文本提取:使用了所有方法，但卡住了 [英] Text Extracting: Used All Methods, Yet Stuck

查看：57 发布时间：2021/4/15 19:19:32 python beautifulsoup webpage extraction persian

本文介绍了文本提取:使用了所有方法，但卡住了的处理方法，对大家解决问题具有一定的参考价值，需要的朋友们下面随着小编来一起学习吧！

问题描述

我想从网页中提取一些文本.我搜索了StackOverFlow(以及其他站点)以找到合适的方法.我使用HTML2TEXT，BEAUTIFULSOUP，NLTK和其他一些手动方法进行提取，例如，我失败了:

I want to extract a few text out of a webpage. I searched StackOverFlow (as well as other sites) to find a proper method. I used HTML2TEXT, BEAUTIFULSOUP, NLTK and some other manual methods to do extraction and I failed for example:

HTML2TEXT可在离线(已保存的页面)上使用，我需要在线进行.
BS4无法在Unicode上正常工作(我的页面使用UTF8波斯编码)，并且无法提取文本.它还返回HTML标记\代码.我只需要渲染的文本.
NLTK无法用于我的波斯文字.即使在尝试使用urllib.request.urlopen打开我的页面时，我仍然遇到一些错误.因此，如您所见，尝试了几种方法后，我非常困惑.
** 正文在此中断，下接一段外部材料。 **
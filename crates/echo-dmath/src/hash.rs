// SPDX-License-Identifier: Apache-2.0
// © James Ross Ω FLYING•ROBOTS <https://github.com/flyingrobots>
//! Deterministic component hashing.
//!
//! A *wide* hash mixes each component's raw encoding into its own lane:
//! `lane = bits × K + A` with wrapping `u32` arithmetic and fixed odd `K`.
//! The *narrow* hash is the wrapping sum of the wide lanes. No scalar
//! arithmetic is involved, so `+0` and `-0` (equal under `==`) hash
//! differently, and NaN payloads are hashed as stored. A sign flip adds
//! exactly `2^31` to its lane (the multipliers are odd), so flipping the sign
//! of an even number of lanes cancels in the narrow hash; compare wide hashes
//! when that matters.
//!
//! Matrices produce one lane per row: lane `i` accumulates
//! `bits(cⱼ[i]) × Kⱼ[i]` over the columns `j`, then adds `A[i]`.
//!
//! Families that share a width share the lane constants; integer, unsigned,
//! and boolean vectors XOR a per-family salt into each lane's bits first so a
//! `UVec3` and the `Vec3` with the same bits do not collide.
//!
//! These values are stable across platforms and releases of this crate; they
//! are meant for lockstep checksums, not for `HashMap` keys.

use crate::matrix::{Mat2, Mat3, Mat4};
use crate::vector::{BVec2, BVec3, BVec4, IVec2, IVec3, IVec4, UVec2, UVec3, UVec4, Vec2, Vec3, Vec4};
use crate::{DFloat, Quat};

/// Stable, platform-independent hash of a value's raw encoding.
pub trait DetHash {
    /// One mixed `u32` per component (or per matrix row).
    type Wide;

    /// Per-lane hash.
    fn hash_wide(&self) -> Self::Wide;

    /// Single 32-bit hash: the wrapping sum of [`Self::hash_wide`].
    fn hash(&self) -> u32;
}

/// `bits × k + a`, wrapping.
#[inline]
pub const fn mix(bits: u32, k: u32, a: u32) -> u32 {
    bits.wrapping_mul(k).wrapping_add(a)
}

const SCALAR_K: u32 = 0x13AE_2F7F;
const SCALAR_A: u32 = 0x7F34_E811;

const LANES2_K: [u32; 2] = [0x92A6_B963, 0xB365_F807];
const LANES2_A: [u32; 2] = [0x9C3A_161B, 0x722E_3015];
const LANES3_K: [u32; 3] = [0x358E_F591, 0x0034_CB87, 0x2E01_E07B];
const LANES3_A: [u32; 3] = [0xA942_998B, 0x4036_C7EF, 0xA1D4_57D1];
const LANES4_K: [u32; 4] = [0x13F4_01AB, 0xE0BC_8375, 0xFB09_8E4D, 0x77B0_D151];
const LANES4_A: [u32; 4] = [0xD221_D38D, 0x46D5_0C83, 0x3754_9C71, 0xF6EE_6A3F];

const QUAT_K: [u32; 4] = [0xFD21_84AB, 0x6AC6_A751, 0x5AA8_A8F7, 0xA2B6_CC7D];
const QUAT_A: [u32; 4] = [0xC651_2CFB, 0xE2C0_1551, 0x33F2_1AEB, 0x2BA7_9CD9];

// Column-major: `MATn_K[col][row]`.
const MAT2_K: [[u32; 2]; 2] = [[0xDD52_1D3B, 0xBA79_62D3], [0xF3FF_3AC9, 0xAC80_6EA7]];
const MAT2_A: [u32; 2] = [0x6700_BB27, 0x6A52_04C7];
const MAT3_K: [[u32; 3]; 3] = [
    [0xDB18_2ADD, 0x74A7_1969, 0xDE06_1C01],
    [0xA701_01B5, 0x5122_C6D5, 0xE145_D7F7],
    [0x39DA_E831, 0x8608_A905, 0x038F_666F],
];
const MAT3_A: [u32; 3] = [0x462E_13B9, 0xE691_F0A5, 0x5F40_9165];
const MAT4_K: [[u32; 4]; 4] = [
    [0x1F24_4D05, 0x2CC5_2EDB, 0xA478_75C9, 0x031C_7359],
    [0x9289_F27F, 0xCE56_A7BD, 0x23C4_9821, 0x20BF_1C79],
    [0x10A5_121B, 0x4990_2F4D, 0x5AA7_5AAD, 0x71A3_BCDD],
    [0x1210_7DC7, 0xF8FF_3B03, 0x3DA8_E4A1, 0xE7D2_5923],
];
const MAT4_A: [u32; 4] = [0xE512_D287, 0xB9F7_CE6D, 0xDEC8_B25D, 0x997E_9E71];

const FLOAT_SALT: u32 = 0;
const INT_SALT: u32 = 0xE21D_1913;
const UINT_SALT: u32 = 0x0CF1_C171;
const BOOL_SALT: u32 = 0x0EF5_9659;

#[inline]
fn mix_lanes<const N: usize>(bits: [u32; N], salt: u32, k: &[u32; N], a: &[u32; N]) -> [u32; N] {
    let mut out = [0_u32; N];
    for (lane, slot) in out.iter_mut().enumerate() {
        *slot = mix(bits[lane] ^ salt, k[lane], a[lane]);
    }
    out
}

#[inline]
fn mix_columns<const N: usize>(cols: [[u32; N]; N], k: &[[u32; N]; N], a: &[u32; N]) -> [u32; N] {
    let mut out = *a;
    for (col, col_k) in cols.iter().zip(k) {
        for (row, slot) in out.iter_mut().enumerate() {
            *slot = slot.wrapping_add(col[row].wrapping_mul(col_k[row]));
        }
    }
    out
}

#[inline]
fn narrow<const N: usize>(lanes: [u32; N]) -> u32 {
    lanes.into_iter().fold(0, u32::wrapping_add)
}

impl DetHash for DFloat {
    type Wide = u32;

    #[inline]
    fn hash_wide(&self) -> u32 {
        mix(self.to_bits(), SCALAR_K, SCALAR_A)
    }

    #[inline]
    fn hash(&self) -> u32 {
        self.hash_wide()
    }
}

macro_rules! impl_vector_hash {
    ($name:ident, $wide:ident, $k:ident, $a:ident, $salt:ident, |$v:ident| $bits:expr) => {
        impl DetHash for $name {
            type Wide = $wide;

            #[inline]
            fn hash_wide(&self) -> $wide {
                let $v = *self;
                $wide::from_array(mix_lanes($bits, $salt, &$k, &$a))
            }

            #[inline]
            fn hash(&self) -> u32 {
                narrow(self.hash_wide().to_array())
            }
        }
    };
}

impl_vector_hash!(Vec2, UVec2, LANES2_K, LANES2_A, FLOAT_SALT, |v| v.to_bits().to_array());
impl_vector_hash!(Vec3, UVec3, LANES3_K, LANES3_A, FLOAT_SALT, |v| v.to_bits().to_array());
impl_vector_hash!(Vec4, UVec4, LANES4_K, LANES4_A, FLOAT_SALT, |v| v.to_bits().to_array());
impl_vector_hash!(IVec2, UVec2, LANES2_K, LANES2_A, INT_SALT, |v| v.as_uvec2().to_array());
impl_vector_hash!(IVec3, UVec3, LANES3_K, LANES3_A, INT_SALT, |v| v.as_uvec3().to_array());
impl_vector_hash!(IVec4, UVec4, LANES4_K, LANES4_A, INT_SALT, |v| v.as_uvec4().to_array());
impl_vector_hash!(UVec2, UVec2, LANES2_K, LANES2_A, UINT_SALT, |v| v.to_array());
impl_vector_hash!(UVec3, UVec3, LANES3_K, LANES3_A, UINT_SALT, |v| v.to_array());
impl_vector_hash!(UVec4, UVec4, LANES4_K, LANES4_A, UINT_SALT, |v| v.to_array());
impl_vector_hash!(BVec2, UVec2, LANES2_K, LANES2_A, BOOL_SALT, |v| v.as_uvec2().to_array());
impl_vector_hash!(BVec3, UVec3, LANES3_K, LANES3_A, BOOL_SALT, |v| v.as_uvec3().to_array());
impl_vector_hash!(BVec4, UVec4, LANES4_K, LANES4_A, BOOL_SALT, |v| v.as_uvec4().to_array());
impl_vector_hash!(Quat, UVec4, QUAT_K, QUAT_A, FLOAT_SALT, |v| v.to_vec4().to_bits().to_array());

macro_rules! impl_matrix_hash {
    ($name:ident, $wide:ident, $k:ident, $a:ident; $($col:ident),+) => {
        impl DetHash for $name {
            type Wide = $wide;

            #[inline]
            fn hash_wide(&self) -> $wide {
                let cols = [$(self.$col.to_bits().to_array()),+];
                $wide::from_array(mix_columns(cols, &$k, &$a))
            }

            #[inline]
            fn hash(&self) -> u32 {
                narrow(self.hash_wide().to_array())
            }
        }
    };
}

impl_matrix_hash!(Mat2, UVec2, MAT2_K, MAT2_A; c0, c1);
impl_matrix_hash!(Mat3, UVec3, MAT3_K, MAT3_A; c0, c1, c2);
impl_matrix_hash!(Mat4, UVec4, MAT4_K, MAT4_A; c0, c1, c2, c3);

#[cfg(test)]
mod tests {
    use super::*;

    fn all_odd(values: &[u32]) -> bool {
        values.iter().all(|k| k & 1 == 1)
    }

    #[test]
    fn multipliers_are_odd() {
        assert!(all_odd(&[SCALAR_K]));
        assert!(all_odd(&LANES2_K) && all_odd(&LANES3_K) && all_odd(&LANES4_K));
        assert!(all_odd(&QUAT_K));
        assert!(MAT2_K.iter().all(|c| all_odd(c)));
        assert!(MAT3_K.iter().all(|c| all_odd(c)));
        assert!(MAT4_K.iter().all(|c| all_odd(c)));
    }

    #[test]
    fn mix_columns_sums_per_row() {
        let cols = [[1, 0], [0, 1]];
        let out = mix_columns(cols, &MAT2_K, &MAT2_A);
        assert_eq!(out[0], MAT2_K[0][0].wrapping_add(MAT2_A[0]));
        assert_eq!(out[1], MAT2_K[1][1].wrapping_add(MAT2_A[1]));
    }
}
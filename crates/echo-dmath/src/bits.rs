// SPDX-License-Identifier: Apache-2.0
// © James Ross Ω FLYING•ROBOTS <https://github.com/flyingrobots>
//! Bit reinterpretation ("bit pun") between [`DFloat`] and `u32`.
//!
//! A pun never converts a value: the same 32 bits are viewed once as a
//! binary32 encoding and once as an unsigned integer. The rotation formulas
//! use the sign masks below to flip signs by XOR instead of multiplying by
//! `-1`, and the hash layer mixes the unsigned view.

use crate::scalar::DFloat;
use crate::vector::{UVec3, UVec4};

/// Sign bit of a binary32 encoding.
pub const SIGN_BIT: u32 = 0x8000_0000;
/// Everything except the sign bit.
pub const ABS_MASK: u32 = 0x7FFF_FFFF;
/// Biased exponent field.
pub const EXPONENT_MASK: u32 = 0x7F80_0000;
/// Stored (fraction) mantissa field.
pub const MANTISSA_MASK: u32 = 0x007F_FFFF;
/// Most significant mantissa bit; set on quiet NaNs.
pub const QUIET_BIT: u32 = 0x0040_0000;

// Per-lane sign masks: `N` flips the lane, `P` keeps it.
pub(crate) const NPN: UVec3 = UVec3::new(SIGN_BIT, 0, SIGN_BIT);
pub(crate) const NNP: UVec3 = UVec3::new(SIGN_BIT, SIGN_BIT, 0);
pub(crate) const PNN: UVec3 = UVec3::new(0, SIGN_BIT, SIGN_BIT);
pub(crate) const PPN: UVec3 = UVec3::new(0, 0, SIGN_BIT);
pub(crate) const NPP: UVec3 = UVec3::new(SIGN_BIT, 0, 0);
pub(crate) const PNP: UVec3 = UVec3::new(0, SIGN_BIT, 0);
pub(crate) const PNPN: UVec4 = UVec4::new(0, SIGN_BIT, 0, SIGN_BIT);
pub(crate) const NPNP: UVec4 = UVec4::new(SIGN_BIT, 0, SIGN_BIT, 0);

/// Reinterprets a scalar's bits as `u32`.
#[inline]
pub const fn as_uint(value: DFloat) -> u32 {
    value.to_bits()
}

/// Reinterprets `u32` bits as a scalar.
#[inline]
pub const fn as_float(bits: u32) -> DFloat {
    DFloat::from_bits(bits)
}

/// XORs `mask` into the scalar's encoding. With [`SIGN_BIT`] this is an exact
/// negation that never touches the arithmetic path.
#[inline]
pub const fn xor_bits(value: DFloat, mask: u32) -> DFloat {
    DFloat::from_bits(value.to_bits() ^ mask)
}

#[cfg(test)]
mod tests {
    use super::*;

    #[test]
    fn pun_round_trips_every_class() {
        for bits in [0, SIGN_BIT, 0x3F80_0000, 0x0000_0001, 0x7F80_0000, 0xFFC0_0000, 0x7FBF_FFFF] {
            assert_eq!(as_uint(as_float(bits)), bits);
        }
    }

    #[test]
    fn sign_mask_negates_exactly() {
        let v = DFloat::from_bits(0x3FC0_0000);
        assert_eq!(xor_bits(v, SIGN_BIT).to_bits(), 0xBFC0_0000);
        assert_eq!(xor_bits(xor_bits(v, SIGN_BIT), SIGN_BIT), v);
    }
}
这是我的目标URL: http://vynylyn.yolasite.com/page2.php 我只想提取不带标签\代码的波斯语段落.

Here's my target URL: http://vynylyn.yolasite.com/page2.php I want to extract only Persian paragraphs without tags\codes.

(注意:我使用带Python 34的Eclipse Kepler，也想提取文本，然后要对文本进行POS标记，Word \句子标记化等.)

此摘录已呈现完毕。